WORK REQUIRED
The lines to repeat are those below from the one containing "filename src/core/resources.rs" down to the one containing "pub struct GameplayPaused", both included; reproduce them exactly and nothing else.

STUDY MATERIAL
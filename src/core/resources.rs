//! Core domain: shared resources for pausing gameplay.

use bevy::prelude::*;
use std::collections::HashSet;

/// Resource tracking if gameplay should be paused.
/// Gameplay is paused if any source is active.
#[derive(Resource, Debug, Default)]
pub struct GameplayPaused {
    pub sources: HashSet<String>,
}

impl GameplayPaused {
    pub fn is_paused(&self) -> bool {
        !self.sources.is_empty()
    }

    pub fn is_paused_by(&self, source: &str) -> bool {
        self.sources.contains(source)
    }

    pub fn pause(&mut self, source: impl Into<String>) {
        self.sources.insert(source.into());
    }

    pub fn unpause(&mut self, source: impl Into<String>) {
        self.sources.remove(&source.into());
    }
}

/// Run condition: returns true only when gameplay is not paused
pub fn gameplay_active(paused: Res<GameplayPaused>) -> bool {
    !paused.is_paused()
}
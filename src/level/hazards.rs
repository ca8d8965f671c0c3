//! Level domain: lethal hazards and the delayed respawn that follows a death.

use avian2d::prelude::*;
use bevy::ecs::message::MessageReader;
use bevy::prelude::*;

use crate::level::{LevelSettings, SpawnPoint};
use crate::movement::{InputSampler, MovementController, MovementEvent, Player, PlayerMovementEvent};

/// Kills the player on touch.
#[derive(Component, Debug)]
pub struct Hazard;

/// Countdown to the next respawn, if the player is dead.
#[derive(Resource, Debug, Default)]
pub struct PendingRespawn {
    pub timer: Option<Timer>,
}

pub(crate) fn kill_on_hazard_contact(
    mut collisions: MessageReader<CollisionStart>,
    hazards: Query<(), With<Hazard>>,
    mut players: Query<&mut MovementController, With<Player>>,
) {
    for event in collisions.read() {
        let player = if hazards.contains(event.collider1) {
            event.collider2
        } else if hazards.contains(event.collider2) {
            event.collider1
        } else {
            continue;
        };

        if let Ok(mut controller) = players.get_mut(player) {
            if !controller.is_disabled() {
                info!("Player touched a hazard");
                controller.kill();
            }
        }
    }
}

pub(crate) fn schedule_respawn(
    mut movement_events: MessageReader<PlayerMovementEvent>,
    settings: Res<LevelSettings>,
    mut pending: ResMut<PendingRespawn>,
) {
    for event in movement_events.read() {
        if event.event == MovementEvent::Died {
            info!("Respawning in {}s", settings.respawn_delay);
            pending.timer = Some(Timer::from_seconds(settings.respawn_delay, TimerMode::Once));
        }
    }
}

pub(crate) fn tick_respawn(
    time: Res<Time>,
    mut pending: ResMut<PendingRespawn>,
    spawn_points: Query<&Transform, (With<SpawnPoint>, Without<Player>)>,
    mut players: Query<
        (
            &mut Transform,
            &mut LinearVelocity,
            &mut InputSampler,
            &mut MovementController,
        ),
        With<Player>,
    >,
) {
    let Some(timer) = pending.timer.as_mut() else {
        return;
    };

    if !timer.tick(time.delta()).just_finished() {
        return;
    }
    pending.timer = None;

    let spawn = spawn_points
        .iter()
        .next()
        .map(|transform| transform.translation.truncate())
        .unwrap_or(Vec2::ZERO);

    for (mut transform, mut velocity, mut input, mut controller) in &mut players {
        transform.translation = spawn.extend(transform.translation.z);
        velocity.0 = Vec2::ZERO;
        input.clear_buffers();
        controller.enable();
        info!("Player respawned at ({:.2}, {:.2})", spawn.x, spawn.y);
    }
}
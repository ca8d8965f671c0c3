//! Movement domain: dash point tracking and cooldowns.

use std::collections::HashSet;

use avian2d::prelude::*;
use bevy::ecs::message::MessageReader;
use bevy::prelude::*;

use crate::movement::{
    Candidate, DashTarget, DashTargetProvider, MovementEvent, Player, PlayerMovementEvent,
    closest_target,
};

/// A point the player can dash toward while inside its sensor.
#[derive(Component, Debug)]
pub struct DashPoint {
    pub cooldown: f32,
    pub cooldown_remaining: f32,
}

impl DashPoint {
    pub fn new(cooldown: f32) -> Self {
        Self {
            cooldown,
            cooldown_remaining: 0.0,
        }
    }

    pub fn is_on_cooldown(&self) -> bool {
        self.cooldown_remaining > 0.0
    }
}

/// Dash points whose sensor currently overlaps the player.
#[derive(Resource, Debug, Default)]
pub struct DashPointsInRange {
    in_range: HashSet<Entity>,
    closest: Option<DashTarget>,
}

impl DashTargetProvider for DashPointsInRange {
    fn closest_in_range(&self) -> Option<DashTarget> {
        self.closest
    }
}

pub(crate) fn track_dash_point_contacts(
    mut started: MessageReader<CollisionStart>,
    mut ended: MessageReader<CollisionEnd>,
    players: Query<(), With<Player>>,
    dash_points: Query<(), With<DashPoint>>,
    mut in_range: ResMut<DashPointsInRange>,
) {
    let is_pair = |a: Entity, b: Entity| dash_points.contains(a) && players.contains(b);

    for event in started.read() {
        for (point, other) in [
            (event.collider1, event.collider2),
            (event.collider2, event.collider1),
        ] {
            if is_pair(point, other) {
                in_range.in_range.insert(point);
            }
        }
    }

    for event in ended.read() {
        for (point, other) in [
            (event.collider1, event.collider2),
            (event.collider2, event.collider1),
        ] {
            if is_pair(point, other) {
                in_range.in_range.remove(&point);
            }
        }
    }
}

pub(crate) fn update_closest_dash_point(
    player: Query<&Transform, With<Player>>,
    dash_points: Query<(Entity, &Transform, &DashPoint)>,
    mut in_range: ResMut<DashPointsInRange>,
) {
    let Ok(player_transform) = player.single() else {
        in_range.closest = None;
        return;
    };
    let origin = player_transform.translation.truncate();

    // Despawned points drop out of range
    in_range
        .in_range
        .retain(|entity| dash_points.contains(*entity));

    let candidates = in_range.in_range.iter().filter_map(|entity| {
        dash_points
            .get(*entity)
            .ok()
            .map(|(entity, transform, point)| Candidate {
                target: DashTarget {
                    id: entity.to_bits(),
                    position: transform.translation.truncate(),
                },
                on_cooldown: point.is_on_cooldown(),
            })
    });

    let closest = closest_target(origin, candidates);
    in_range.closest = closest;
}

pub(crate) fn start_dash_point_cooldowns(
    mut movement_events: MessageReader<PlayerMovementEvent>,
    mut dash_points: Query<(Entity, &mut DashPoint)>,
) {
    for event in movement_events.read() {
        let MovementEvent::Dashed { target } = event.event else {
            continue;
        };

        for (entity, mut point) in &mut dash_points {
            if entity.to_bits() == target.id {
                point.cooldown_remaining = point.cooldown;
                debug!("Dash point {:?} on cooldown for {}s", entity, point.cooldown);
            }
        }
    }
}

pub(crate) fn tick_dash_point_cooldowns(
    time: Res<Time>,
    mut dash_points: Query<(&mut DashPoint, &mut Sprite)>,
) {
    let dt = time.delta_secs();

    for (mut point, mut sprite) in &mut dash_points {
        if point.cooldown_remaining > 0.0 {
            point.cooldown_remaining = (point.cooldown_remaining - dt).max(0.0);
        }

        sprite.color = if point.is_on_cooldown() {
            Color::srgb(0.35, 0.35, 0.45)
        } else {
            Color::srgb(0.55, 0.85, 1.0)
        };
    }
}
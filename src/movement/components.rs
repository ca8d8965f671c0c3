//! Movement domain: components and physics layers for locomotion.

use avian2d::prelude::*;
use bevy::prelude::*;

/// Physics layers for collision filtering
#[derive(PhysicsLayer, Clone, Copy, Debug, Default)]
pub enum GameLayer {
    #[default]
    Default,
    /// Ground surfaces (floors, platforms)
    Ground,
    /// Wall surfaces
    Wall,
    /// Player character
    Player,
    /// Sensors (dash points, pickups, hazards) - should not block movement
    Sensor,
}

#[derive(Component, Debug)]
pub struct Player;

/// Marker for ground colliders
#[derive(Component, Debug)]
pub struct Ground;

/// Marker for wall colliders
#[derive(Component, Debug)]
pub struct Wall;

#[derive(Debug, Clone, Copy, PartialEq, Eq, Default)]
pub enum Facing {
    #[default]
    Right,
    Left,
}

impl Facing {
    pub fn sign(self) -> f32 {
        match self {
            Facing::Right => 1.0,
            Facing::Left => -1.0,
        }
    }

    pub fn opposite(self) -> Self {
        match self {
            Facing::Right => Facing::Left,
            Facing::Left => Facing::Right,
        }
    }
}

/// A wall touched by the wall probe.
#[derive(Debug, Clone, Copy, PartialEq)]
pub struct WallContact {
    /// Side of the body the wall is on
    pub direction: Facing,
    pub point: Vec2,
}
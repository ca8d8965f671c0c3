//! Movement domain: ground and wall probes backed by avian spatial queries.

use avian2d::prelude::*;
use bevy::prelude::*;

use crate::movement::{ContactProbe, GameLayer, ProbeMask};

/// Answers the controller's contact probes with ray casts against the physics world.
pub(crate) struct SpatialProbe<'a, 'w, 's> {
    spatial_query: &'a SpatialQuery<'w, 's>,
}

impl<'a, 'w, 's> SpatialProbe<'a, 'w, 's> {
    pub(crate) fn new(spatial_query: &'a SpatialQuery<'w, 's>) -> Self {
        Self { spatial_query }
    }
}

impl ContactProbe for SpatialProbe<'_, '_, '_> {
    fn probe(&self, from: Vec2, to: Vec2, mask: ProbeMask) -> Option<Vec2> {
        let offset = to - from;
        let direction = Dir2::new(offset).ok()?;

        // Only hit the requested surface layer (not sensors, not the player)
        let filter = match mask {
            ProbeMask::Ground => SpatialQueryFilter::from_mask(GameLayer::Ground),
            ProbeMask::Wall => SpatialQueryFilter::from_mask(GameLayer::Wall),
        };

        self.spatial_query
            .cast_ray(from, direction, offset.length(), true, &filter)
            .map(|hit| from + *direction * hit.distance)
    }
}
--
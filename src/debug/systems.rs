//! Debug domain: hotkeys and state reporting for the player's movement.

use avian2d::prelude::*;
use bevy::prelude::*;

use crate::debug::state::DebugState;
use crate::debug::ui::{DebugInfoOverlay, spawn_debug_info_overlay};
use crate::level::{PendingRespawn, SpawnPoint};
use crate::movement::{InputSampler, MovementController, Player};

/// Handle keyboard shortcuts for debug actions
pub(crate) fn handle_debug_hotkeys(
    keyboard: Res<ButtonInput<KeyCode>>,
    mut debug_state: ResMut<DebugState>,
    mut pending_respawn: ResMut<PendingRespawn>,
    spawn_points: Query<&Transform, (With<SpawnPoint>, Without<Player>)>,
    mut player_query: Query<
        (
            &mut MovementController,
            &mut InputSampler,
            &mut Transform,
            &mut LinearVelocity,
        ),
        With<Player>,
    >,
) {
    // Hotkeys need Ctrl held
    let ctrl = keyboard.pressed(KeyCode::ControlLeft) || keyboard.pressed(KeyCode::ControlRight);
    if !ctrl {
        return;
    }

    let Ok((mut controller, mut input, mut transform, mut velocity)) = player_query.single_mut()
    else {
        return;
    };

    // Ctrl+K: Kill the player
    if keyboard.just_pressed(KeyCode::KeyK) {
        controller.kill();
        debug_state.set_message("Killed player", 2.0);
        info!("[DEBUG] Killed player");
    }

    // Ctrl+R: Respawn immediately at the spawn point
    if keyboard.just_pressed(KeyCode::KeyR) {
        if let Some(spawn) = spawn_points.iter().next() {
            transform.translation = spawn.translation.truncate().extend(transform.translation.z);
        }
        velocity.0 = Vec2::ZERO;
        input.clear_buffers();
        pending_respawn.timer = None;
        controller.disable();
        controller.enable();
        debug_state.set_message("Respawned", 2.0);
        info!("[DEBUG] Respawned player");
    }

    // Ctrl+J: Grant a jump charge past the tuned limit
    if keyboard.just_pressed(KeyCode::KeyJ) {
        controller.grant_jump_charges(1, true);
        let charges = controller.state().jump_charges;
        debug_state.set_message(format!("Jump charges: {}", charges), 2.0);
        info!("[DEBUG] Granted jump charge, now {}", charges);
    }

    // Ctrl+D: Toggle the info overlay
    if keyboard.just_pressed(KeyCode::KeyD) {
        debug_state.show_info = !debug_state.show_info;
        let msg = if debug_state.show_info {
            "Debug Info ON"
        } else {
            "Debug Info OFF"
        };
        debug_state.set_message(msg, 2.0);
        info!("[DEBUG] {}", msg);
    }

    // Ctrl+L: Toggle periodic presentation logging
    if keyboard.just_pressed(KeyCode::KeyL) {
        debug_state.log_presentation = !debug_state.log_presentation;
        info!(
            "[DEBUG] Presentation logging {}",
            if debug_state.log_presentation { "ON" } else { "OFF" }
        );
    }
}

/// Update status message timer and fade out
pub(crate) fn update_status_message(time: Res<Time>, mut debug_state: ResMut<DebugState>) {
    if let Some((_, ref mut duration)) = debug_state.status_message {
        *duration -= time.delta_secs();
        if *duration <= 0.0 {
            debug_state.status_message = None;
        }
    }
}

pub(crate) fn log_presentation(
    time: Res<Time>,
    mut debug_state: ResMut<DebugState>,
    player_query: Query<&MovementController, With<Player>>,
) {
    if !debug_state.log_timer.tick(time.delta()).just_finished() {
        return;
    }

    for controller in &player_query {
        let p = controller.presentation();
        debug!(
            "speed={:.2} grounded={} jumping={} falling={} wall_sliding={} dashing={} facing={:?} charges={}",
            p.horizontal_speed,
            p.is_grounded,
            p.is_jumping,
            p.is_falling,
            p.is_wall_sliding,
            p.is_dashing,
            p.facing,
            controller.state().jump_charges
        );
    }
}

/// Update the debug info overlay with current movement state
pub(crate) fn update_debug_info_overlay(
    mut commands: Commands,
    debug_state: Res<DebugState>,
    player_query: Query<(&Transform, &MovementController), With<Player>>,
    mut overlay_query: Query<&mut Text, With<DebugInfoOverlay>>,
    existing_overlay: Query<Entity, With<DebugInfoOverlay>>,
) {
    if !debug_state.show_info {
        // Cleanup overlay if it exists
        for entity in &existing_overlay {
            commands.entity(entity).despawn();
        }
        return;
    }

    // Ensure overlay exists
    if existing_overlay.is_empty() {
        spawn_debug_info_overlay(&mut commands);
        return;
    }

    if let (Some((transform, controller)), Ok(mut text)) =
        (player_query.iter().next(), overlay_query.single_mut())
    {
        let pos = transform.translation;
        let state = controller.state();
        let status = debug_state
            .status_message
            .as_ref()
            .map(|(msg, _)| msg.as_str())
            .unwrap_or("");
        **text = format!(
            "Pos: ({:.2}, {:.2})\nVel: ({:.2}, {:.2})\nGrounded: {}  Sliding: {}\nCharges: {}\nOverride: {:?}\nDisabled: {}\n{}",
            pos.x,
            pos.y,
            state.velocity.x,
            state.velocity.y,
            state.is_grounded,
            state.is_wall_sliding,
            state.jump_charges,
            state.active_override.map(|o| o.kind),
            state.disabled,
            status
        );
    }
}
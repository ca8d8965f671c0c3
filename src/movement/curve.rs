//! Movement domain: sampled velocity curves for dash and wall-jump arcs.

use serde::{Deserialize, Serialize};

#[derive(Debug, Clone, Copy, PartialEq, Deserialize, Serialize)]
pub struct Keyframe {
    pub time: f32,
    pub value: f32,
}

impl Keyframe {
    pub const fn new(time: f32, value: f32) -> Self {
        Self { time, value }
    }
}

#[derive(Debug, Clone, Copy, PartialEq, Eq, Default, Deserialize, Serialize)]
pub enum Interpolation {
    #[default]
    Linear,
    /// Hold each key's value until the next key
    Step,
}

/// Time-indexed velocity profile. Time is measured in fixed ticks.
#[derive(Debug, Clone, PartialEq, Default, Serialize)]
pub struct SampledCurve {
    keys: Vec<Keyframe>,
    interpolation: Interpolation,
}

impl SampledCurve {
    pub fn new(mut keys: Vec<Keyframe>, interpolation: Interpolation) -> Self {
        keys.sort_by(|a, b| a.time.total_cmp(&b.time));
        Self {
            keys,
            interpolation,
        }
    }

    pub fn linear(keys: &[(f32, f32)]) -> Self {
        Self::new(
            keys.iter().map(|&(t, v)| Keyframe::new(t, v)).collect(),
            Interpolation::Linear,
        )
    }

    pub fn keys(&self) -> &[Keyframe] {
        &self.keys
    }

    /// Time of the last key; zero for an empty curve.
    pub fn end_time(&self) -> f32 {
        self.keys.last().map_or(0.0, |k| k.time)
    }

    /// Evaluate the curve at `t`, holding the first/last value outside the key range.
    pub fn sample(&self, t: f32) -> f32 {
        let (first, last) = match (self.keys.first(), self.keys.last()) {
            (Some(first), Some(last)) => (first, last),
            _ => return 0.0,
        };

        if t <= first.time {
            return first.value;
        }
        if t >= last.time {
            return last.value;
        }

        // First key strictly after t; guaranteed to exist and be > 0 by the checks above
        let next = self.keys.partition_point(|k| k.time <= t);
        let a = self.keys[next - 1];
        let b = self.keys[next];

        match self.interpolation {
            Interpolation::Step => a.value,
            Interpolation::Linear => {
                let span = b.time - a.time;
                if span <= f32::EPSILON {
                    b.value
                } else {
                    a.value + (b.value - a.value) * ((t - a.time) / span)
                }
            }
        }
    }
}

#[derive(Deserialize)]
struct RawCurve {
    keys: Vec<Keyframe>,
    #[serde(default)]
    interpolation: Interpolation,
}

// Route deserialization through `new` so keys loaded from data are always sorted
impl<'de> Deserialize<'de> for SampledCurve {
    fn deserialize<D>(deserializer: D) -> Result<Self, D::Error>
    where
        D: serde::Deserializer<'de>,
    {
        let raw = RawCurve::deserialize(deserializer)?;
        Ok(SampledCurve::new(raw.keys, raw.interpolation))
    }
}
==
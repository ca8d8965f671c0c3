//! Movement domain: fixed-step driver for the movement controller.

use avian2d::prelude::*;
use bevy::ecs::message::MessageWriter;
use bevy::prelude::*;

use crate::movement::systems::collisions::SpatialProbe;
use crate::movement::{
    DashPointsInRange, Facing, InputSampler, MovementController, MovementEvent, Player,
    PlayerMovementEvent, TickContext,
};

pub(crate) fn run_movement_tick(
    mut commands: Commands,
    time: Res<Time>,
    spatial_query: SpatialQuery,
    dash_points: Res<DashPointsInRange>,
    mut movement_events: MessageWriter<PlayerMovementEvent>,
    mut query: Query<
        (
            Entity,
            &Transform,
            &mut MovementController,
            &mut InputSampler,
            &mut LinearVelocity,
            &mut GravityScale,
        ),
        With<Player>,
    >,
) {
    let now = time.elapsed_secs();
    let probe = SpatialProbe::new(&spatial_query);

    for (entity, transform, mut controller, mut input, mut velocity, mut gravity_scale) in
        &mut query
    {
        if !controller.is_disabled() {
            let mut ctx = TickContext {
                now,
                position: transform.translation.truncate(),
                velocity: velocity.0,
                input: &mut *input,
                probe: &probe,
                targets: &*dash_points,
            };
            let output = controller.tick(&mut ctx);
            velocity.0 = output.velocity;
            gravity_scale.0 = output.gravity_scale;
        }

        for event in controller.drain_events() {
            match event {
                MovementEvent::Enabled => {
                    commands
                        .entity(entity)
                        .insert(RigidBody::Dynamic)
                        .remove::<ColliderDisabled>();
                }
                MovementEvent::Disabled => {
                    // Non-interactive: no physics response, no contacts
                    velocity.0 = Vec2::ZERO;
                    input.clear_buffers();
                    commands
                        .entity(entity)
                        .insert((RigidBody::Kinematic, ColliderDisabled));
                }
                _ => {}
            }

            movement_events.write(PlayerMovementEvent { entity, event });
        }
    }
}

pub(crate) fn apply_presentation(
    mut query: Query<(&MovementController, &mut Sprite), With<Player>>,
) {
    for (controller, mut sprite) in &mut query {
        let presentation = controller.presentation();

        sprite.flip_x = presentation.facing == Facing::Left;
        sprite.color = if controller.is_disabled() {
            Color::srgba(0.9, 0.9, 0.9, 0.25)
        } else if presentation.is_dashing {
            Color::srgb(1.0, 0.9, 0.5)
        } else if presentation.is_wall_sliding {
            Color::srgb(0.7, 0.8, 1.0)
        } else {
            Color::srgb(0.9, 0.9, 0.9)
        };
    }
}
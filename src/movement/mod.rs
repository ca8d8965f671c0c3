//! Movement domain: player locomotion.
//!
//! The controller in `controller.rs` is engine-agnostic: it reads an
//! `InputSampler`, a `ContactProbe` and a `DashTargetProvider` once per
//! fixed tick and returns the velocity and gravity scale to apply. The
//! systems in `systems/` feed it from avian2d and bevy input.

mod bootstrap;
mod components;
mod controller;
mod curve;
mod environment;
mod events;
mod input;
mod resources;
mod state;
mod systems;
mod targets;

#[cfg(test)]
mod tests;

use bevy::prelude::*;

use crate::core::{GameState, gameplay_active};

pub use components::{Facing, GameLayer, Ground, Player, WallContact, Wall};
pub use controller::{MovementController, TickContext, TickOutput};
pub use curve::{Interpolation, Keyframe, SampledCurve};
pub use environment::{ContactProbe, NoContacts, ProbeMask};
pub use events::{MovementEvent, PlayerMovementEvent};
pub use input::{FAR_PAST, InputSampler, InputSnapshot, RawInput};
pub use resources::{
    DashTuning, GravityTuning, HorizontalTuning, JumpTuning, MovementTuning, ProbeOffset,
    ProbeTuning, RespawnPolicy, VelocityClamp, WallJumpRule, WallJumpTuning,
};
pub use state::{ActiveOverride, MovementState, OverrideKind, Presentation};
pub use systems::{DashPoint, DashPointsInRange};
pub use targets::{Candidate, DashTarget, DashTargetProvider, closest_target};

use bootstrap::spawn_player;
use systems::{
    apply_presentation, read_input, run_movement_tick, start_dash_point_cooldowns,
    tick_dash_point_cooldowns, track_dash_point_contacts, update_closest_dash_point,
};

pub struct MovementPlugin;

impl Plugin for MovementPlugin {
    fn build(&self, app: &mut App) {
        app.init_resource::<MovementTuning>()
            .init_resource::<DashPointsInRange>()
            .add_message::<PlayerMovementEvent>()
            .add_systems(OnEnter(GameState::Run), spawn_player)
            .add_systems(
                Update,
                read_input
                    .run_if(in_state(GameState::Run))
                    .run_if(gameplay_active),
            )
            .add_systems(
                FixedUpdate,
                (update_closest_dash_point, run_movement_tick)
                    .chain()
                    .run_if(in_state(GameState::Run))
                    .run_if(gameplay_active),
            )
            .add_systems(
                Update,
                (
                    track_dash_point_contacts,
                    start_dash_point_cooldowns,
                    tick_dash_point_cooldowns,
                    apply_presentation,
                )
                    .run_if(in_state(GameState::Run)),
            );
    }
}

TASK RESULT
filename src/core/resources.rs
//! Core domain: shared resources for pausing gameplay.

use bevy::prelude::*;
use std::collections::HashSet;

/// Resource tracking if gameplay should be paused.
/// Gameplay is paused if any source is active.
#[derive(Resource, Debug, Default)]
pub struct GameplayPaused {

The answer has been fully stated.